#### REQUIRED ACTION
Determine the number of lines in the data below that hold "detail"; give nothing but that number.

#### Collected data entries
■ ■ ■ ■ ■
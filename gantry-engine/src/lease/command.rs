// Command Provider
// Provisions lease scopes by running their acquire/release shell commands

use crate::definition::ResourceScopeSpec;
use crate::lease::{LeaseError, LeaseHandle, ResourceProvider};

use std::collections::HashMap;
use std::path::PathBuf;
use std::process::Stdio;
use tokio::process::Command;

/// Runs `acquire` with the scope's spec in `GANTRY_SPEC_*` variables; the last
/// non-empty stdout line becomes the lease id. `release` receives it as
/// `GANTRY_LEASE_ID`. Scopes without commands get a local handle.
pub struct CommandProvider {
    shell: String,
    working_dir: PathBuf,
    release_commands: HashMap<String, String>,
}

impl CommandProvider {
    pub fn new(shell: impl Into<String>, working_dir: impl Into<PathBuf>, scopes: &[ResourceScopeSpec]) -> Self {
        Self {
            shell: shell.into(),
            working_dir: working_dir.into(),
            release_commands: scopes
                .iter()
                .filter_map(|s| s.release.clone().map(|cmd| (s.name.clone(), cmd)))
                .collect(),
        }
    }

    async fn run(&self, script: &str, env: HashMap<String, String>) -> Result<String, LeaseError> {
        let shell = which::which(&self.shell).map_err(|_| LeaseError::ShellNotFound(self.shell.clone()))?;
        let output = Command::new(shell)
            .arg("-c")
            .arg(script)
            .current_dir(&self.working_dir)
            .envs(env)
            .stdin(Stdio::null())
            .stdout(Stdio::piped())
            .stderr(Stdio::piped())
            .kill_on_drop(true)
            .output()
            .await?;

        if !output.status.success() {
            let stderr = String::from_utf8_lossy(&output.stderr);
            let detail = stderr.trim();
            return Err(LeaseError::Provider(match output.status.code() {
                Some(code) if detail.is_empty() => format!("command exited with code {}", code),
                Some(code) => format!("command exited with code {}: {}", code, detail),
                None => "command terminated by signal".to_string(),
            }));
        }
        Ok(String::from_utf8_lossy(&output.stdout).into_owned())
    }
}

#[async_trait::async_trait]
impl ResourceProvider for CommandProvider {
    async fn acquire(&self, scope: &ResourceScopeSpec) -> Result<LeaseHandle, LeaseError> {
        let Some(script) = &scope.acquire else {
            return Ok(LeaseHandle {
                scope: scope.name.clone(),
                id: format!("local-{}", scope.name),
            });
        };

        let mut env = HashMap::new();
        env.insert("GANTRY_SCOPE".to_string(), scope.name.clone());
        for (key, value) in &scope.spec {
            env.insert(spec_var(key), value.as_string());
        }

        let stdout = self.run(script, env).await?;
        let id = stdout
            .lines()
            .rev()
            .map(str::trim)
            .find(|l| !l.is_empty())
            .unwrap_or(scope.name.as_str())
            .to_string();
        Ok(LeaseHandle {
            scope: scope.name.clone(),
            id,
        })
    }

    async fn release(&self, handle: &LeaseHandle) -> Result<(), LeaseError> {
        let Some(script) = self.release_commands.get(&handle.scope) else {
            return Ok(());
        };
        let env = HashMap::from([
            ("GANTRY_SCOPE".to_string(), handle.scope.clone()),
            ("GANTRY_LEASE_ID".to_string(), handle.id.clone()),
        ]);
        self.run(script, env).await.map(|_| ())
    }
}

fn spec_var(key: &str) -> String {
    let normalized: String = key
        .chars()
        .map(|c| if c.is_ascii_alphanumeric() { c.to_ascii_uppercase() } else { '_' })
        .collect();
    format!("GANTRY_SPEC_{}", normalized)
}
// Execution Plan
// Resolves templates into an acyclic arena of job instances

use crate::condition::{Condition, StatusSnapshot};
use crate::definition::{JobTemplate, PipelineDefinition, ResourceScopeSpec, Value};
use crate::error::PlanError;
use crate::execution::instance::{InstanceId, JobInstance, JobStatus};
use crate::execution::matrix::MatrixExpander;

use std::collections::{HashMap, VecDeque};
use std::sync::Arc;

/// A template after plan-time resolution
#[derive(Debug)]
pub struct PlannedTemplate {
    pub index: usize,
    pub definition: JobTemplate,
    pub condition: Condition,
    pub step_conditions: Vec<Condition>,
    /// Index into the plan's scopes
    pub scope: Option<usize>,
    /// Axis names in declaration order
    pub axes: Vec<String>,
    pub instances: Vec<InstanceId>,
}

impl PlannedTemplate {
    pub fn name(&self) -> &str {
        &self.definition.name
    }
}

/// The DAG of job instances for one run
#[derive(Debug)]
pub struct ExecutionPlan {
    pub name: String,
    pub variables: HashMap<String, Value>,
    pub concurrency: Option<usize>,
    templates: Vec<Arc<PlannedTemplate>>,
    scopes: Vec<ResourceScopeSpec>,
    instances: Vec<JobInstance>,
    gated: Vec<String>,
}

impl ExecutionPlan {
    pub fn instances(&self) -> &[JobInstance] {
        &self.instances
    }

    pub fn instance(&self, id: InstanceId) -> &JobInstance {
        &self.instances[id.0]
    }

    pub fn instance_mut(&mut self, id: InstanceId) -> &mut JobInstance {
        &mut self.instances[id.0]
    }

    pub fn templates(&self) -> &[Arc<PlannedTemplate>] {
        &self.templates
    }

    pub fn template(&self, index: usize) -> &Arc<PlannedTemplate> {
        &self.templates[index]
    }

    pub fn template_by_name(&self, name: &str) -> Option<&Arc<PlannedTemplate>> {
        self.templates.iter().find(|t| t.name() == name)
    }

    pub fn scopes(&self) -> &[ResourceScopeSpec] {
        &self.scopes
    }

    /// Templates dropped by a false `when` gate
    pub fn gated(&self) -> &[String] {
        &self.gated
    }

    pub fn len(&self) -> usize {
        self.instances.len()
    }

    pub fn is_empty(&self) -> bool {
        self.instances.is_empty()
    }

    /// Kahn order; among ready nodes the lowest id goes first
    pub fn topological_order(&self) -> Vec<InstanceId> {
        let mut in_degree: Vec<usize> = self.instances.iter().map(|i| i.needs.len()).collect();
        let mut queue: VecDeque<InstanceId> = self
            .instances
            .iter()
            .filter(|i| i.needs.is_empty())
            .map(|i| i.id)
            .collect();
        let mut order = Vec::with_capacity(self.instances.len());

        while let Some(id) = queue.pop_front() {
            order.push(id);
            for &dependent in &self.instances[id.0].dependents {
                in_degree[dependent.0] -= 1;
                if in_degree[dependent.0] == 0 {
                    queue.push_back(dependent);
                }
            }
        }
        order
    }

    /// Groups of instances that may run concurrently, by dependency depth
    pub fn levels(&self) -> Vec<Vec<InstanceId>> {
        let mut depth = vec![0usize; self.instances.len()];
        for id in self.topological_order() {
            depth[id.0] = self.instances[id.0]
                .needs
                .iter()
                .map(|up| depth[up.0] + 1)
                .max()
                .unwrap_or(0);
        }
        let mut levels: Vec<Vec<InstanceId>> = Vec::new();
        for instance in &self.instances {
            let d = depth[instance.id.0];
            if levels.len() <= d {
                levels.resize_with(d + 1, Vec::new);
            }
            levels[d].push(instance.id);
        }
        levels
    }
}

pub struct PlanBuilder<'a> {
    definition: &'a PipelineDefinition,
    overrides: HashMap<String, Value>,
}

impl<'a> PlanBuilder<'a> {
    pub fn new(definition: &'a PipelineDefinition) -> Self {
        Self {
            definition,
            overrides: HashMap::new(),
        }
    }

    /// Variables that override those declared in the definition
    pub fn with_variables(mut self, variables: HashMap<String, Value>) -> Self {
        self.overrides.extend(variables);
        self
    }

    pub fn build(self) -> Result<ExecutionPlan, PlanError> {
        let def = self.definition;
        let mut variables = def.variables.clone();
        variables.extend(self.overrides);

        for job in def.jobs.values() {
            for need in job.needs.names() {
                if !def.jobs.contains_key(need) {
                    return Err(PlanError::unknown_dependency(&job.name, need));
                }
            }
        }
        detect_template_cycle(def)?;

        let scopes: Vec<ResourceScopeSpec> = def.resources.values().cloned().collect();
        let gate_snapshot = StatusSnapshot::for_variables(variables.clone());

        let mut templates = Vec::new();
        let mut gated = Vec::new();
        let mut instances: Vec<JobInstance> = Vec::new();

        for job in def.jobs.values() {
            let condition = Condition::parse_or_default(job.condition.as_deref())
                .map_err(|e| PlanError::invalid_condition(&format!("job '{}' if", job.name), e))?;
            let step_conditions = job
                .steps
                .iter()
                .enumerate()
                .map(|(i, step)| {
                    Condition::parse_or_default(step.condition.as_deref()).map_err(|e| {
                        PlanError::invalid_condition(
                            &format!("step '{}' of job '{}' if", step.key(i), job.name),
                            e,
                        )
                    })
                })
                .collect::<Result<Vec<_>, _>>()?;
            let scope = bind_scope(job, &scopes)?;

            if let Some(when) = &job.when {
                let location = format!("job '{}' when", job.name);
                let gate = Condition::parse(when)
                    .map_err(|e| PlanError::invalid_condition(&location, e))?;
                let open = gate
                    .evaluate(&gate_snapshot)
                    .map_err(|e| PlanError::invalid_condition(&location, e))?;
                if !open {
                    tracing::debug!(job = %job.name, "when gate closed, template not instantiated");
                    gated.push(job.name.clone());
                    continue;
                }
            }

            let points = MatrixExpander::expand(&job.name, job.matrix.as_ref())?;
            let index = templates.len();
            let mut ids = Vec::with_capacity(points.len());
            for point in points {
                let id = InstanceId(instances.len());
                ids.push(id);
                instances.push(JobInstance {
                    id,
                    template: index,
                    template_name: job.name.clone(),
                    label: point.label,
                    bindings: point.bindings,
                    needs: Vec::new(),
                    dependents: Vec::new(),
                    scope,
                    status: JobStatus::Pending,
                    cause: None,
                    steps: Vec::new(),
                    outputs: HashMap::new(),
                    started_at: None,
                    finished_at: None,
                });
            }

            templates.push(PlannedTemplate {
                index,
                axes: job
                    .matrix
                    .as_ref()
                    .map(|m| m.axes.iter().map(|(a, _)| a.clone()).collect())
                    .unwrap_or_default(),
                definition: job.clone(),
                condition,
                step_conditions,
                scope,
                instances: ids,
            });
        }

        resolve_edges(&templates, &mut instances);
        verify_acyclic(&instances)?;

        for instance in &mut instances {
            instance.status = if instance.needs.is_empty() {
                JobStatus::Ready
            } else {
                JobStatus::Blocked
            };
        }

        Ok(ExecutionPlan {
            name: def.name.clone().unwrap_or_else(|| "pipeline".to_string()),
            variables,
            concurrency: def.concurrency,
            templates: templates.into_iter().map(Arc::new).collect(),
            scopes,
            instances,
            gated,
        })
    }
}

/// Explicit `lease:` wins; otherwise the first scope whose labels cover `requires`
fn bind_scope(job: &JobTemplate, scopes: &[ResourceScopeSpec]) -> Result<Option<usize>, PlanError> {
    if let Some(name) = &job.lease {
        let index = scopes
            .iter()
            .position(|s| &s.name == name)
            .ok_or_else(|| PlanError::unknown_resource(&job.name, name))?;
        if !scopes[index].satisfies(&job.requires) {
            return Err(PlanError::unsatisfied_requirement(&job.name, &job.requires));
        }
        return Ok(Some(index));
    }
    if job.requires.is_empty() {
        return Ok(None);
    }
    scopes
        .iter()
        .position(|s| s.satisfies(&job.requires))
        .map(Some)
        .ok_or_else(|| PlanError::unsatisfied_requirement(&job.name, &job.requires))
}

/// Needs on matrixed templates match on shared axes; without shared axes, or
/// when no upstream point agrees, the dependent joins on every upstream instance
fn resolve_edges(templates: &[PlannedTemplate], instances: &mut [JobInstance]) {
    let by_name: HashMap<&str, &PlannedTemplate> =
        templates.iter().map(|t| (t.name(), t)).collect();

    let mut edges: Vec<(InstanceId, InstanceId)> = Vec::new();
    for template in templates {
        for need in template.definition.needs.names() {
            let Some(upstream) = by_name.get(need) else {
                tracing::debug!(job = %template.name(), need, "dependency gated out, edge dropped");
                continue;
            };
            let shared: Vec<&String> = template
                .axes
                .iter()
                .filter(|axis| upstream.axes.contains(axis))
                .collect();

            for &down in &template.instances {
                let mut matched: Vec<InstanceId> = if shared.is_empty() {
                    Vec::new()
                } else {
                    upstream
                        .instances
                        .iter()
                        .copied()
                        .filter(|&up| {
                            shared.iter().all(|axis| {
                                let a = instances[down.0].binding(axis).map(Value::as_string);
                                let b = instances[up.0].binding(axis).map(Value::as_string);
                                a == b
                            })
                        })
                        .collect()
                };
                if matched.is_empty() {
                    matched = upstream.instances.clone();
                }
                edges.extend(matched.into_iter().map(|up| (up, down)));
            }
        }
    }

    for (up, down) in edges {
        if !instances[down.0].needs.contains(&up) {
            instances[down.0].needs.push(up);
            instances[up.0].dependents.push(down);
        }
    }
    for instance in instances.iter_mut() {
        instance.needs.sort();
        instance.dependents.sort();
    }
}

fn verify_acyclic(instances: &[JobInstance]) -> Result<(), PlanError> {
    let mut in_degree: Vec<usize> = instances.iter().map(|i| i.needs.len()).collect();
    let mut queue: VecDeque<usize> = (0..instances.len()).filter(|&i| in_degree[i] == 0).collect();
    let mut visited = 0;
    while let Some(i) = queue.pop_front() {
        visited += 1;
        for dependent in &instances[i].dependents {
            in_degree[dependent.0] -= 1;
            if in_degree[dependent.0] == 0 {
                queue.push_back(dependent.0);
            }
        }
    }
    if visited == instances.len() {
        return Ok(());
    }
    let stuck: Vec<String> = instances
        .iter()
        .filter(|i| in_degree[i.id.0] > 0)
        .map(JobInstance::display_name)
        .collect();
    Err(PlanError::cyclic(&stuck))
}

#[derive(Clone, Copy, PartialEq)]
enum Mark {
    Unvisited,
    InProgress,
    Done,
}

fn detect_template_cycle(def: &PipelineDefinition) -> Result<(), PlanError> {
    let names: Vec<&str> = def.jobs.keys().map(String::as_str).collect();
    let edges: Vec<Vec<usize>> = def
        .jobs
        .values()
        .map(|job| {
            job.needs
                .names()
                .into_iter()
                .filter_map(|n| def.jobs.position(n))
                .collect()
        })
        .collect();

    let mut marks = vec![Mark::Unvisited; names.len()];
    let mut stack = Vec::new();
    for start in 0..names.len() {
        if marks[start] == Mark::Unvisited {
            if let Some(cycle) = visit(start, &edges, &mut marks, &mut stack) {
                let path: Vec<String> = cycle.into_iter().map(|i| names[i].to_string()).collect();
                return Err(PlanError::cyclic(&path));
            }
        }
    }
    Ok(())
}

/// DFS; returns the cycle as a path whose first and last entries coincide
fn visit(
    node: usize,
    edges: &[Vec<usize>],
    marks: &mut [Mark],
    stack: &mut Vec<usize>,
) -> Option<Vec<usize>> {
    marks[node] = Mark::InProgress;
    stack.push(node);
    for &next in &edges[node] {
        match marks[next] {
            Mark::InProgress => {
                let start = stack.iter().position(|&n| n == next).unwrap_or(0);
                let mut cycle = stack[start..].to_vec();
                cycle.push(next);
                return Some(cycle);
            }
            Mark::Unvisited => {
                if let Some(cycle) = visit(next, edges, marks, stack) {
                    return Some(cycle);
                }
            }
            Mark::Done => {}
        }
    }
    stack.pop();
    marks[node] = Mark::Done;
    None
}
■ ■ ■ ■ ■
#### PROBLEM SOLUTION
3